··· Data section
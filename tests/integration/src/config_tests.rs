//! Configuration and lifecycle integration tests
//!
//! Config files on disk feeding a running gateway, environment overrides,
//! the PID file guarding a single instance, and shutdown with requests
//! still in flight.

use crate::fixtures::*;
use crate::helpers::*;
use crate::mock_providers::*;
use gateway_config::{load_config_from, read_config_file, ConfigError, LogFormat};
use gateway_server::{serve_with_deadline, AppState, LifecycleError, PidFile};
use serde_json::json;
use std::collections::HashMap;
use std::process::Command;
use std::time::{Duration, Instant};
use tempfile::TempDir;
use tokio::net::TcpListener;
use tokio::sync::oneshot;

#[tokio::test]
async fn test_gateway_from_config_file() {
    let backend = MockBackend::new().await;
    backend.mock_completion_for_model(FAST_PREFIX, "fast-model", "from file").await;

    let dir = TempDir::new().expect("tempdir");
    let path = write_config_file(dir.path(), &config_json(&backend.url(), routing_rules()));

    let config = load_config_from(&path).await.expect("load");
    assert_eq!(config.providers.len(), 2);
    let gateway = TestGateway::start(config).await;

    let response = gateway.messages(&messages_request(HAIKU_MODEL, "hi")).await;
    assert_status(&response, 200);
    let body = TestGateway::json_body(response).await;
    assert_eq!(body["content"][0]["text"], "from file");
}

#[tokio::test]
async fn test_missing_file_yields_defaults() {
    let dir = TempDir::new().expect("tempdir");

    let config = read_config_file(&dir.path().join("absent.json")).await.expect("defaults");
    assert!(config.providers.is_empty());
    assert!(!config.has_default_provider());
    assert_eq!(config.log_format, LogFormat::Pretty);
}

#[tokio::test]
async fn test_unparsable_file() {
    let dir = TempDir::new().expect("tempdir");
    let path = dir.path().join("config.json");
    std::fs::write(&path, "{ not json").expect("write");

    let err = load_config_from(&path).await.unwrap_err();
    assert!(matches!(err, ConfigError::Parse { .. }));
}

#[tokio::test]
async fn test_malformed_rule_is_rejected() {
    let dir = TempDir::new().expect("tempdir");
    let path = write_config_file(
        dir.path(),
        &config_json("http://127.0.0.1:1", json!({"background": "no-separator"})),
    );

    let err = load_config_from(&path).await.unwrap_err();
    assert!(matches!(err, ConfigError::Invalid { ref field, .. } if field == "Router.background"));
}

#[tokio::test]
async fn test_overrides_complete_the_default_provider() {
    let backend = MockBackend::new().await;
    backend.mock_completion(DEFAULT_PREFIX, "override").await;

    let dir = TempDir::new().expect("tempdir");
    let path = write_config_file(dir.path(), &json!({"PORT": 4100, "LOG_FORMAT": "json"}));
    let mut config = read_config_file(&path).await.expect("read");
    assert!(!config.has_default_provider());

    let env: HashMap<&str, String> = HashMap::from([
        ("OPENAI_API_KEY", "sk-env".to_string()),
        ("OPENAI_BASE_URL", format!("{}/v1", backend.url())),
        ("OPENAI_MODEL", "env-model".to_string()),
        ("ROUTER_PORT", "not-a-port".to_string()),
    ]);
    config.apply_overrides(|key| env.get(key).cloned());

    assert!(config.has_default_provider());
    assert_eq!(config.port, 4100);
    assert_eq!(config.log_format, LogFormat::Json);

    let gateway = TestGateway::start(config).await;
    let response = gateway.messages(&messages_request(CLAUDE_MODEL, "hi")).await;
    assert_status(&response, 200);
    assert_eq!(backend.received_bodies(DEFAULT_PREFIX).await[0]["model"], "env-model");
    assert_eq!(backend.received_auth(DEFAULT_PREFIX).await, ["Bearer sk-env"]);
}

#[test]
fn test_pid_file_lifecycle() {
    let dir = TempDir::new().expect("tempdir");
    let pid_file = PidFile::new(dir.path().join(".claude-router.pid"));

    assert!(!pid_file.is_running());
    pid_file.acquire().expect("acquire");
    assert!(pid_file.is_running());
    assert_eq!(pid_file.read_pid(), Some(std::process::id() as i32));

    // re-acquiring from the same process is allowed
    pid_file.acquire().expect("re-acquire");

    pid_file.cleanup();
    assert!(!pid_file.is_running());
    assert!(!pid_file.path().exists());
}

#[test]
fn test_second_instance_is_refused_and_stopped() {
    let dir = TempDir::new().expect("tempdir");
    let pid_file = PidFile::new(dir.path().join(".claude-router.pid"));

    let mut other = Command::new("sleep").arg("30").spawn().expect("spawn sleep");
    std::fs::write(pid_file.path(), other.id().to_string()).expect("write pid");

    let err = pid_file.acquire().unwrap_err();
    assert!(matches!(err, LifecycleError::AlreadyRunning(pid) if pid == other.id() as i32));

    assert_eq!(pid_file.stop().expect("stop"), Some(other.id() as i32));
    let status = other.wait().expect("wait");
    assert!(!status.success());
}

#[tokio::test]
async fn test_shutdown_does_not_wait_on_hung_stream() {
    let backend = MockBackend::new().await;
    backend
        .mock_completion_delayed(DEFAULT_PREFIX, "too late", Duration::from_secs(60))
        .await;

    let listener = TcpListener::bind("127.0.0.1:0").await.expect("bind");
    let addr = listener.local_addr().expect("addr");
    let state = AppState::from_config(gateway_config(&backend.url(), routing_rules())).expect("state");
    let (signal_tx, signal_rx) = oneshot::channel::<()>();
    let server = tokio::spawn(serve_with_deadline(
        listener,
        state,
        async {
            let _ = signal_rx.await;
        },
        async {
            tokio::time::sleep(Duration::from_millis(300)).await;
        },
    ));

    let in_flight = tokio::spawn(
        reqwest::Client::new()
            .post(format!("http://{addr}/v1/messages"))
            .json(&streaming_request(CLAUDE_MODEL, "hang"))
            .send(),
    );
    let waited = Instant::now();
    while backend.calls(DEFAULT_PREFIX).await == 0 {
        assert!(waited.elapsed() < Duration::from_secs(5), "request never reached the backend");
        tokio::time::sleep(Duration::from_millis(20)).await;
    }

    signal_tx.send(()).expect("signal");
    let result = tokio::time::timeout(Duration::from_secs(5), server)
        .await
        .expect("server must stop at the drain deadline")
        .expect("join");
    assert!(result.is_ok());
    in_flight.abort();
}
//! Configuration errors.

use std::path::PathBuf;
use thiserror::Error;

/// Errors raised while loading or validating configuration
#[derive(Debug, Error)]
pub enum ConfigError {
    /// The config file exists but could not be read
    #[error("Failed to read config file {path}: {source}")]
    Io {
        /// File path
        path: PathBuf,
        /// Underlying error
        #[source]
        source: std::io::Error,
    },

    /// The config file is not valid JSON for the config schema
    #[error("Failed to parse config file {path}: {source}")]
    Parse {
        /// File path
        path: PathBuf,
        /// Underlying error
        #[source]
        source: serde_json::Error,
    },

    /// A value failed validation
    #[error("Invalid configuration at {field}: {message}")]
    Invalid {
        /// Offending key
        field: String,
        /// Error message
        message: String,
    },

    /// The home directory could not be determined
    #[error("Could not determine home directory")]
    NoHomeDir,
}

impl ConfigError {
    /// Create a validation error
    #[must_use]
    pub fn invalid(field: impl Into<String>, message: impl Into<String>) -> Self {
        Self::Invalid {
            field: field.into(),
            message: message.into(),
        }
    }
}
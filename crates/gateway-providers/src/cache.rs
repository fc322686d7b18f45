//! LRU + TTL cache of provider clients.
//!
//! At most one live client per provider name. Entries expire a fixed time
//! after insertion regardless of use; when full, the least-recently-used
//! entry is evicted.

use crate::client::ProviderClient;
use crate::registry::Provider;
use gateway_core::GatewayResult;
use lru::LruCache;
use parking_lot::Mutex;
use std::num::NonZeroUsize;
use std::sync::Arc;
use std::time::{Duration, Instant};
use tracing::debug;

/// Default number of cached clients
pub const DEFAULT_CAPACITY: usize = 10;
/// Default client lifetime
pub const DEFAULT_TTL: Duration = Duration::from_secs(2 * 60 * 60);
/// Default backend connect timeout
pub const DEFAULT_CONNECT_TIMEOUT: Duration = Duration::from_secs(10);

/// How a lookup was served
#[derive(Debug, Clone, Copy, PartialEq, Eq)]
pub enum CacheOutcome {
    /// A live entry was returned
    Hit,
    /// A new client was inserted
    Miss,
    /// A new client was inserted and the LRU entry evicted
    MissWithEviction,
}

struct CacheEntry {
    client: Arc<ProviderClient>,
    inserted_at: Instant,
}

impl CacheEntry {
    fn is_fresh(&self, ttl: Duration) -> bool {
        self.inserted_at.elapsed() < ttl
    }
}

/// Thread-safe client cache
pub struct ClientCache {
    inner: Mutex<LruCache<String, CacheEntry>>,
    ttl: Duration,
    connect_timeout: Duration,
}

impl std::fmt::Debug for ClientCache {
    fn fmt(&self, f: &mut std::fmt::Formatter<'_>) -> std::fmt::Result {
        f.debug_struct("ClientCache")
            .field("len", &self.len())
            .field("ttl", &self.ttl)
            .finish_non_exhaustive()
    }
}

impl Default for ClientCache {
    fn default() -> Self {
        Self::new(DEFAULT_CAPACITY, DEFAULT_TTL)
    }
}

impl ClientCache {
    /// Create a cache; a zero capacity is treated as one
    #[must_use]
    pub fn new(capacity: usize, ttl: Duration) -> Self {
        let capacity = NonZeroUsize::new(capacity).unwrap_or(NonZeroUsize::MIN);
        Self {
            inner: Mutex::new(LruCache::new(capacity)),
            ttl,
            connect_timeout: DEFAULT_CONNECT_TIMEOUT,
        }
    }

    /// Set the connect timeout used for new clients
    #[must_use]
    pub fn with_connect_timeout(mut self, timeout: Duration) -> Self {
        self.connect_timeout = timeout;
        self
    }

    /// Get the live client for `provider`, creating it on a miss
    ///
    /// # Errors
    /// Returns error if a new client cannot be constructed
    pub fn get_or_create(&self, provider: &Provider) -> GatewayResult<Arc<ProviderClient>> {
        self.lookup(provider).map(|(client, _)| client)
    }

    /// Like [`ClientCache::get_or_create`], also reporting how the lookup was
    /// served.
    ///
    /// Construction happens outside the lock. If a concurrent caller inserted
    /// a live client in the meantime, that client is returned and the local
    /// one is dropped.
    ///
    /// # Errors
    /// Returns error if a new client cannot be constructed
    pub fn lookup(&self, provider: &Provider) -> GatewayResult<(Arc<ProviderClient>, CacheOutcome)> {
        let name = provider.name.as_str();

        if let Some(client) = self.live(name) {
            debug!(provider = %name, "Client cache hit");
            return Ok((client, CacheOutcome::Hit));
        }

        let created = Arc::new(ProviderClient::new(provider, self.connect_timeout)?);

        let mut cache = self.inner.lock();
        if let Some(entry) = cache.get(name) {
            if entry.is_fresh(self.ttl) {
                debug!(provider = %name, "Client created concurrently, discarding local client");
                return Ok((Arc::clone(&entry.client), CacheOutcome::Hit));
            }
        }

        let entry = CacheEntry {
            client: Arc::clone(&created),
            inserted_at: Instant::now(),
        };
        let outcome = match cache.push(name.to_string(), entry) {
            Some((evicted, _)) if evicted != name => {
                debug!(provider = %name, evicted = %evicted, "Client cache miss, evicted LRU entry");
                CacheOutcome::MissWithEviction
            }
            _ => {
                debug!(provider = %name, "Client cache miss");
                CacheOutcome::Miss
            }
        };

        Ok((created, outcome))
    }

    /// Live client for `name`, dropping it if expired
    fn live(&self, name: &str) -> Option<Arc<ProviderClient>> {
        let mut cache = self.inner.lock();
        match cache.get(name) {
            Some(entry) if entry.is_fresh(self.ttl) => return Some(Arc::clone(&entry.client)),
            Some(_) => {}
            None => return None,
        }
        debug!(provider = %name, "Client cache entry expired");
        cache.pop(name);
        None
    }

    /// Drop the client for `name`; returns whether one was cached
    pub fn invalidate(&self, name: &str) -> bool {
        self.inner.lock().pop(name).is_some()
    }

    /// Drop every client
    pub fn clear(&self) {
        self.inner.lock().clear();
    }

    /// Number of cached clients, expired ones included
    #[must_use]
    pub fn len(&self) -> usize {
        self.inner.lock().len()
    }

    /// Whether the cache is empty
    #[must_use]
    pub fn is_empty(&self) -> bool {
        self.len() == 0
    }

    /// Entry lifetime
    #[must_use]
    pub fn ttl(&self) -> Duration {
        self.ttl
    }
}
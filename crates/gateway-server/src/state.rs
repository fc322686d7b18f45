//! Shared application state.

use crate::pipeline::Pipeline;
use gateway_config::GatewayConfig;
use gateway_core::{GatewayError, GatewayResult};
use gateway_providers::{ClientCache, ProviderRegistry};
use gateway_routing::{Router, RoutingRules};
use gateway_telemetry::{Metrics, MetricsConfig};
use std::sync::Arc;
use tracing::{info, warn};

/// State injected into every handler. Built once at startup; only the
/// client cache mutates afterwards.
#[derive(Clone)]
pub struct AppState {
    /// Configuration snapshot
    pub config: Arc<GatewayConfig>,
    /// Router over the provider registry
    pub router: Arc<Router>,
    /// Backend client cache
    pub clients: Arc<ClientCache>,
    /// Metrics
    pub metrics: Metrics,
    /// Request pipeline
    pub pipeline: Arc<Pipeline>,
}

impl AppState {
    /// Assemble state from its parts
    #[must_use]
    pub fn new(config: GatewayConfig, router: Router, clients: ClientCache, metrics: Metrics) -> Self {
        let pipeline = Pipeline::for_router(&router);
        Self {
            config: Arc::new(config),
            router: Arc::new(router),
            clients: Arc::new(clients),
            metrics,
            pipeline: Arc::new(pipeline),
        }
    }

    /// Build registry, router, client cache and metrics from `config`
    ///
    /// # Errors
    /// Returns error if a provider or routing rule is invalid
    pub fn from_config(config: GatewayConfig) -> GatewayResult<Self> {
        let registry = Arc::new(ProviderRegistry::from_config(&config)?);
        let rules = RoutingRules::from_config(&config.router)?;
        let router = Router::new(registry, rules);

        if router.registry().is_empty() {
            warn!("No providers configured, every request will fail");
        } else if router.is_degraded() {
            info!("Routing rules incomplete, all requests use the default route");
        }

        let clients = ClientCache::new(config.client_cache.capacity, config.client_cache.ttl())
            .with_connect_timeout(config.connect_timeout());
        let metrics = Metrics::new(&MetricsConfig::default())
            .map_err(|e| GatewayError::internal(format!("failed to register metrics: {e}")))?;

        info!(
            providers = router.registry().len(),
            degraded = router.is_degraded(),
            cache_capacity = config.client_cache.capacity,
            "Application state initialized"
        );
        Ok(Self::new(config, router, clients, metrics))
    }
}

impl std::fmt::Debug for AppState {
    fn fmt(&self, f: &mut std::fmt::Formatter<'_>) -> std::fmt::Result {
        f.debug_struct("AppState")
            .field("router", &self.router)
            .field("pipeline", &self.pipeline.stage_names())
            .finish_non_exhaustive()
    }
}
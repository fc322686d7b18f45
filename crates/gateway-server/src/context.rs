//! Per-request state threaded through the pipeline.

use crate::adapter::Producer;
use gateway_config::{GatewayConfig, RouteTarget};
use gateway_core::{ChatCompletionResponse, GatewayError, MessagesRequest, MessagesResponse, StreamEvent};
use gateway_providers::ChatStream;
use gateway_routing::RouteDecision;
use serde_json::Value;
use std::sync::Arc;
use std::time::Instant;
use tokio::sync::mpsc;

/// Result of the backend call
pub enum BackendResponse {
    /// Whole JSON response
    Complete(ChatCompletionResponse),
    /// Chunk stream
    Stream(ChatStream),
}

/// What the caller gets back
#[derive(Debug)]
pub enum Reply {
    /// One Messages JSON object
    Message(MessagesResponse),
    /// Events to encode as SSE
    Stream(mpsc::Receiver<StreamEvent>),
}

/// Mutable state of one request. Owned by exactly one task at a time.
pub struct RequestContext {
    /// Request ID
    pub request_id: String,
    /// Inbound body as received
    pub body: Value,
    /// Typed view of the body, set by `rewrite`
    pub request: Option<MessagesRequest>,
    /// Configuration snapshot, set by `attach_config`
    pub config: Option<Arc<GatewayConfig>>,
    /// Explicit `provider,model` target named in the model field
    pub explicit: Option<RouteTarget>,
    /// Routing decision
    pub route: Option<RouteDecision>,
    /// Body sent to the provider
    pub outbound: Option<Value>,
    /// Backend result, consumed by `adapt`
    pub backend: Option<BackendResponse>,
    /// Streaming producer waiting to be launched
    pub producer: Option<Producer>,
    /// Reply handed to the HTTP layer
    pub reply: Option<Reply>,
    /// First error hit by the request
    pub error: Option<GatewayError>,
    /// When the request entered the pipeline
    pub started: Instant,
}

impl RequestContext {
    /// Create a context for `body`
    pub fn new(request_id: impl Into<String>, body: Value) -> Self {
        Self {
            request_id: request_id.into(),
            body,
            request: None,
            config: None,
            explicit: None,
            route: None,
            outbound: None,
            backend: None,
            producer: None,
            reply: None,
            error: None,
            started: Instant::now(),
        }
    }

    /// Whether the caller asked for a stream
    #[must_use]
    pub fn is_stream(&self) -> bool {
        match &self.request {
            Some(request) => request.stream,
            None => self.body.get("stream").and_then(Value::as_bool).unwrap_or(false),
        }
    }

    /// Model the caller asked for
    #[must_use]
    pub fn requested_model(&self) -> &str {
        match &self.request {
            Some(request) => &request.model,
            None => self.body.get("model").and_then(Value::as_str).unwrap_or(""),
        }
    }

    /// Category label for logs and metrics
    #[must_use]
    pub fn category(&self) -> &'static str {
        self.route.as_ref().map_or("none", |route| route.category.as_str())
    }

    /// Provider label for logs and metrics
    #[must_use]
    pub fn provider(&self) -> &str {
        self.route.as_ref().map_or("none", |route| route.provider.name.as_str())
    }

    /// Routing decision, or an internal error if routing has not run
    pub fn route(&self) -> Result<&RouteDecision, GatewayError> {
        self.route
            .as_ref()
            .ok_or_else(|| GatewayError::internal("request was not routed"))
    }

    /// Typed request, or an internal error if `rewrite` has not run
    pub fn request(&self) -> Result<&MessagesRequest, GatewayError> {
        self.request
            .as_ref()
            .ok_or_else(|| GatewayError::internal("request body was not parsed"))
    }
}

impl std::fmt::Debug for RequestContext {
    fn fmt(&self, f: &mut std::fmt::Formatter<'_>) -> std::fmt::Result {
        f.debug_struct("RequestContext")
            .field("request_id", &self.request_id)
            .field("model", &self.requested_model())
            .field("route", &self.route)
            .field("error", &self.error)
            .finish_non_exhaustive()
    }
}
······
### Required work
Only the number is wanted: how many lines of the data contain the word "RoutingRules"?

### Reply to the task
2